*PROBLEM TO WORK ON*
Your answer should consist of the lines in the data below that contain "CodeIntel".
[EXCERPTED RECORDS]
mod error;
mod routes;
mod state;

use axum::routing::{get, post};
use axum::Router;
use quotelens_client::{CodeIntel, SearchClient};
use quotelens_core::EntitiesConfig;
use state::{AppState, SharedState};
use std::sync::Arc;
use tower_http::trace::TraceLayer;

fn arg(name: &str) -> Option<String> {
    std::env::args()
        .position(|a| a == name)
        .and_then(|i| std::env::args().nth(i + 1))
}

#[tokio::main]
async fn main() {
    tracing_subscriber::fmt()
        .with_env_filter(
            tracing_subscriber::EnvFilter::try_from_default_env()
                .unwrap_or_else(|_| "info".into()),
        )
        .init();

    let port: u16 = arg("--port").and_then(|p| p.parse().ok()).unwrap_or(7070);
    let bind = arg("--bind").unwrap_or_else(|| "127.0.0.1".to_string());
    let backend_url = arg("--backend-url").unwrap_or_else(|| "http://127.0.0.1:7080".to_string());

    let entities = match arg("--entities") {
        Some(path) => match EntitiesConfig::load(std::path::Path::new(&path)) {
            Ok(entities) => entities,
            Err(err) => {
                eprintln!("Error loading entities config {}: {}", path, err);
                std::process::exit(1);
            }
        },
        None => EntitiesConfig::builtin(),
    };

    let intel = CodeIntel::new(entities, SearchClient::new(&backend_url));
    let state: SharedState = Arc::new(AppState::new(intel));

    let app = Router::new()
        .route("/hover", post(routes::hover))
        .route("/literal", post(routes::literal))
        .route("/definitions", post(routes::definitions))
        .route("/references", post(routes::references))
        .route("/implementations", post(routes::implementations))
        .route("/entities", get(routes::entities))
        .route("/status", get(routes::status))
        .layer(TraceLayer::new_for_http())
        .with_state(state);

    let addr = format!("{}:{}", bind, port);
    tracing::info!("quotelens-service listening on {} (backend {})", addr, backend_url);

    let listener = tokio::net::TcpListener::bind(&addr).await.unwrap();
    axum::serve(listener, app).await.unwrap();
}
[/EXCERPTED RECORDS]
*ANSWER BOX*
use quotelens_client::{CodeIntel, SearchClient};
    let intel = CodeIntel::new(entities, SearchClient::new(&backend_url));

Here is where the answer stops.